2. The method of claim 1, wherein the data processing engine comprises a Spark engine; the data processing protocol adopted by the Spark engine is a queue protocol.

3. The method of claim 2, wherein each piece of incremental data aggregated in the incremental data block is aggregated by subdata corresponding to a plurality of fields; the data aggregation operation comprises a data mapping operation and a data sorting operation;

sorting mapping data sets formed by mapping data corresponding to each incremental data through the data sorting operation to obtain corresponding data sorting results;

4. The method of claim 3, wherein the step of, for each piece of incremental data aggregated in the incremental data block, screening at least two fields of sub-data from a plurality of fields of sub-data included in the incremental data through the data mapping operation to obtain mapping data corresponding to each piece of incremental data, which includes:

converting the target subdata into corresponding preset carry numbers;

5. The method according to claim 3, wherein the sorting the mapping data set formed by the mapping data corresponding to each incremental data through the data sorting operation to obtain a corresponding data sorting result includes:

and according to the size of the mapping data corresponding to each piece of incremental data, performing ascending or descending arrangement on the mapping data in the mapping data set to obtain a corresponding data sorting result.

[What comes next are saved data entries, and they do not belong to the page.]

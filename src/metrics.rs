//! Metrics instrumentation for dns-overseer.
//!
//! All metrics are prefixed with `overseer.`

use metrics::{counter, gauge, histogram};
use std::time::Instant;

/// Record a single host lookup.
pub fn record_resolve(success: bool) {
    let result = if success { "success" } else { "error" };
    counter!("overseer.resolve.count", "result" => result).increment(1);
}

/// Render result type for metrics.
#[derive(Debug, Clone, Copy)]
pub enum RenderResult {
    /// Destination replaced.
    Success,
    /// Template or destination failure.
    Error,
}

/// Record a resource render.
pub fn record_render(result: RenderResult) {
    let result_str = match result {
        RenderResult::Success => "success",
        RenderResult::Error => "error",
    };
    counter!("overseer.render.count", "result" => result_str).increment(1);
}

/// Reload result type for metrics.
#[derive(Debug, Clone, Copy)]
pub enum ReloadResult {
    /// Command exited zero.
    Success,
    /// Command exited non-zero.
    Failed,
    /// Command could not be started.
    LaunchError,
    /// Command was killed after the timeout.
    Timeout,
}

/// Record a reload command run.
pub fn record_reload(result: ReloadResult) {
    let result_str = match result {
        ReloadResult::Success => "success",
        ReloadResult::Failed => "failed",
        ReloadResult::LaunchError => "launch_error",
        ReloadResult::Timeout => "timeout",
    };
    counter!("overseer.reload.count", "result" => result_str).increment(1);
}

/// Record a completed iteration.
pub fn record_iteration(dirty: usize, failures: usize, duration: std::time::Duration) {
    counter!("overseer.iteration.count").increment(1);
    histogram!("overseer.iteration.duration.seconds").record(duration.as_secs_f64());
    histogram!("overseer.iteration.dirty_resources").record(dirty as f64);
    if failures > 0 {
        counter!("overseer.iteration.failures.count").increment(failures as u64);
    }
}

/// Record an iteration that could not run to completion.
pub fn record_iteration_error() {
    counter!("overseer.iteration.error.count").increment(1);
}

/// Record registry and state sizes.
pub fn record_state_counts(resources: usize, hosts: usize) {
    gauge!("overseer.registry.resources.count").set(resources as f64);
    gauge!("overseer.state.hosts.count").set(hosts as f64);
}

/// Helper for timing operations.
pub struct Timer {
    start: Instant,
}

impl Timer {
    /// Start a new timer.
    pub fn start() -> Self {
        Self {
            start: Instant::now(),
        }
    }

    /// Get elapsed duration since timer start.
    pub fn elapsed(&self) -> std::time::Duration {
        self.start.elapsed()
    }
}
//! Change detection: diff fresh DNS answers against the previous state.

use std::collections::BTreeSet;
use tracing::{debug, error, info};

use crate::error::OverseerError;
use crate::metrics;
use crate::resolver::Resolve;
use crate::resource::{HostIndex, ResourceId};
use crate::state::{AddressSet, ResolutionState};

/// Addresses gained and lost by one host.
#[derive(Debug, Clone, PartialEq, Eq)]
pub struct HostChange {
    /// Fully-qualified host.
    pub host: String,
    /// Present now, absent before.
    pub added: AddressSet,
    /// Present before, absent now.
    pub removed: AddressSet,
}

/// A host whose lookup failed this iteration.
#[derive(Debug)]
pub struct ResolveFailure {
    /// Fully-qualified host.
    pub host: String,
    /// Why the lookup failed.
    pub error: OverseerError,
}

/// Outcome of one detection pass.
#[derive(Debug, Default)]
pub struct Detection {
    /// State for every indexed host. Hosts that failed to resolve carry
    /// their previous entry, or none if they never resolved.
    pub candidate: ResolutionState,
    /// Resources with at least one changed host, each listed once.
    pub dirty: BTreeSet<ResourceId>,
    /// Per-host diffs that caused `dirty`.
    pub changes: Vec<HostChange>,
    /// Hosts skipped because their lookup failed.
    pub failures: Vec<ResolveFailure>,
}

/// Compare two address sets. Returns `None` when they are equal.
pub fn diff(host: &str, previous: Option<&AddressSet>, current: &AddressSet) -> Option<HostChange> {
    let empty = AddressSet::new();
    let previous = previous.unwrap_or(&empty);

    let added: AddressSet = current.difference(previous).cloned().collect();
    let removed: AddressSet = previous.difference(current).cloned().collect();

    if added.is_empty() && removed.is_empty() {
        None
    } else {
        Some(HostChange {
            host: host.to_string(),
            added,
            removed,
        })
    }
}

/// Resolve every indexed host and work out which resources need rendering.
///
/// Hosts are resolved one after another in index order. A failed lookup
/// only affects its own host: the previous addresses are carried into the
/// candidate so the next iteration retries, and no resource is marked
/// dirty because of it. Hosts that are no longer indexed are dropped.
pub async fn detect(
    index: &HostIndex,
    previous: &ResolutionState,
    resolver: &dyn Resolve,
) -> Detection {
    let mut detection = Detection::default();

    for (host, dependents) in index.iter() {
        let current = match resolver.resolve(host).await {
            Ok(addrs) => addrs,
            Err(e) => {
                error!(host, error = %e, "resolution failed, keeping previous addresses");
                metrics::record_resolve(false);
                detection.candidate.restore_from(previous, host);
                detection.failures.push(ResolveFailure {
                    host: host.to_string(),
                    error: e,
                });
                continue;
            }
        };
        metrics::record_resolve(true);

        if let Some(change) = diff(host, previous.get(host), &current) {
            info!(
                host,
                added = ?change.added,
                removed = ?change.removed,
                resources = dependents.len(),
                "address set changed"
            );
            detection.dirty.extend(dependents.iter().cloned());
            detection.changes.push(change);
        } else {
            debug!(host, addrs = current.len(), "address set unchanged");
        }

        detection.candidate.insert(host, current);
    }

    detection
}
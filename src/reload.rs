//! Reload commands run after a resource is rendered.

use std::process::{ExitStatus, Stdio};
use std::time::Duration;
use tokio::process::Command;
use tracing::{debug, info, warn};

use crate::error::OverseerError;
use crate::metrics::{self, ReloadResult};
use crate::resource::Resource;

/// Shell used to interpret reload commands.
const SHELL: &str = "/bin/sh";

/// How a reload went when the command could be started.
#[derive(Debug, Clone, PartialEq, Eq)]
pub enum ReloadOutcome {
    /// No reload command declared; nothing was spawned.
    Skipped,
    /// Command exited zero.
    Succeeded,
    /// Command ran and exited non-zero (or was killed by a signal).
    Failed {
        /// Exit code, `None` when terminated by a signal.
        code: Option<i32>,
    },
}

/// Runs reload commands through the shell with a bounded wait.
#[derive(Debug, Clone)]
pub struct Reloader {
    timeout: Duration,
}

impl Reloader {
    /// Create a reloader that kills commands running longer than `timeout`.
    pub fn new(timeout: Duration) -> Self {
        Self { timeout }
    }

    /// Run the resource's reload command, if any, and wait for it.
    ///
    /// Returns an error only when the command cannot be started or exceeds
    /// the timeout; a non-zero exit is reported as [`ReloadOutcome::Failed`].
    pub async fn reload(&self, resource: &Resource) -> Result<ReloadOutcome, OverseerError> {
        let Some(command) = resource.reload_command.as_deref() else {
            return Ok(ReloadOutcome::Skipped);
        };

        debug!(resource = %resource.id, command, "running reload command");

        let child = Command::new(SHELL)
            .arg("-c")
            .arg(command)
            .stdin(Stdio::null())
            .stdout(Stdio::piped())
            .stderr(Stdio::piped())
            .kill_on_drop(true)
            .spawn()
            .map_err(|source| {
                metrics::record_reload(ReloadResult::LaunchError);
                OverseerError::ReloadLaunch {
                    command: command.to_string(),
                    source,
                }
            })?;

        let output = match tokio::time::timeout(self.timeout, child.wait_with_output()).await {
            Ok(result) => result.map_err(|source| OverseerError::ReloadLaunch {
                command: command.to_string(),
                source,
            })?,
            Err(_) => {
                metrics::record_reload(ReloadResult::Timeout);
                return Err(OverseerError::ReloadTimeout {
                    command: command.to_string(),
                    timeout: self.timeout,
                });
            }
        };

        let stdout = String::from_utf8_lossy(&output.stdout);
        let stderr = String::from_utf8_lossy(&output.stderr);
        debug!(
            resource = %resource.id,
            stdout = %stdout.trim_end(),
            stderr = %stderr.trim_end(),
            "reload command output"
        );

        Ok(classify(resource, command, output.status))
    }
}

fn classify(resource: &Resource, command: &str, status: ExitStatus) -> ReloadOutcome {
    if status.success() {
        info!(resource = %resource.id, command, "reload command succeeded");
        metrics::record_reload(ReloadResult::Success);
        ReloadOutcome::Succeeded
    } else {
        warn!(resource = %resource.id, command, %status, "reload command failed");
        metrics::record_reload(ReloadResult::Failed);
        ReloadOutcome::Failed {
            code: status.code(),
        }
    }
}

#[cfg(test)]
mod tests {
    use super::*;
    use crate::resource::{ResourceDefinition, ResourceId};
    use std::path::{Path, PathBuf};
    use tempfile::TempDir;

    fn resource(reload_cmd: &str) -> Resource {
        Resource::from_definition(
            ResourceId::new("r.toml"),
            Path::new("r.toml"),
            ResourceDefinition {
                src: "t.j2".to_string(),
                dest: PathBuf::from("/tmp/r.conf"),
                hosts: vec!["a".to_string()],
                uid: None,
                gid: None,
                mode: None,
                reload_cmd: reload_cmd.to_string(),
                domain: "example.com".to_string(),
            },
        )
        .unwrap()
    }

    fn reloader() -> Reloader {
        Reloader::new(Duration::from_secs(10))
    }

    #[tokio::test]
    async fn test_empty_command_spawns_nothing() {
        let outcome = reloader().reload(&resource("")).await.unwrap();
        assert_eq!(outcome, ReloadOutcome::Skipped);
    }

    #[tokio::test]
    async fn test_zero_exit_succeeds() {
        let dir = TempDir::new().unwrap();
        let marker = dir.path().join("reloaded");
        let cmd = format!("touch {}", marker.display());

        let outcome = reloader().reload(&resource(&cmd)).await.unwrap();

        assert_eq!(outcome, ReloadOutcome::Succeeded);
        assert!(marker.exists());
    }

    #[tokio::test]
    async fn test_non_zero_exit_is_reported_not_raised() {
        let outcome = reloader().reload(&resource("exit 3")).await.unwrap();
        assert_eq!(outcome, ReloadOutcome::Failed { code: Some(3) });
    }

    #[tokio::test]
    async fn test_slow_command_times_out() {
        let reloader = Reloader::new(Duration::from_millis(100));
        let err = reloader.reload(&resource("sleep 5")).await.unwrap_err();
        assert!(matches!(err, OverseerError::ReloadTimeout { .. }));
    }
}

6. The method of claim 3, wherein adjusting the data distribution state of the aggregated delta data within the delta data block based on the data ordering result comprises:

7. The method of claim 3, wherein the attribute information corresponding to the data table comprises first configuration information and second configuration information;

8. A data processing apparatus, applied to a data processing engine, comprising:

the screening module is used for analyzing the received SQL statement to obtain an execution plan, and screening the execution plan to obtain a target execution plan containing the write operation;

an adding module, configured to add a data aggregation operation to obtain an adjusted target execution plan before the write operation; the data aggregation operation is used for adjusting the data distribution state of the aggregated incremental data in the incremental data block to be written, and the write operation is used for writing the aggregated incremental data in the incremental data block into a data table according to the adjusted data distribution state;

the optimization module is used for optimizing the adjusted target execution plan based on the attribute information corresponding to the data table to obtain a final execution plan;

and the operation module is used for operating the final execution plan.

9. An electronic device, comprising:

a processor;

a memory for storing processor-executable instructions;

wherein the processor implements the data processing method of any one of claims 1-7 by executing the executable instructions.

10. A computer-readable storage medium, characterized in that the storage medium stores a computer program for causing a processor to execute the data processing method of any one of claims 1-7.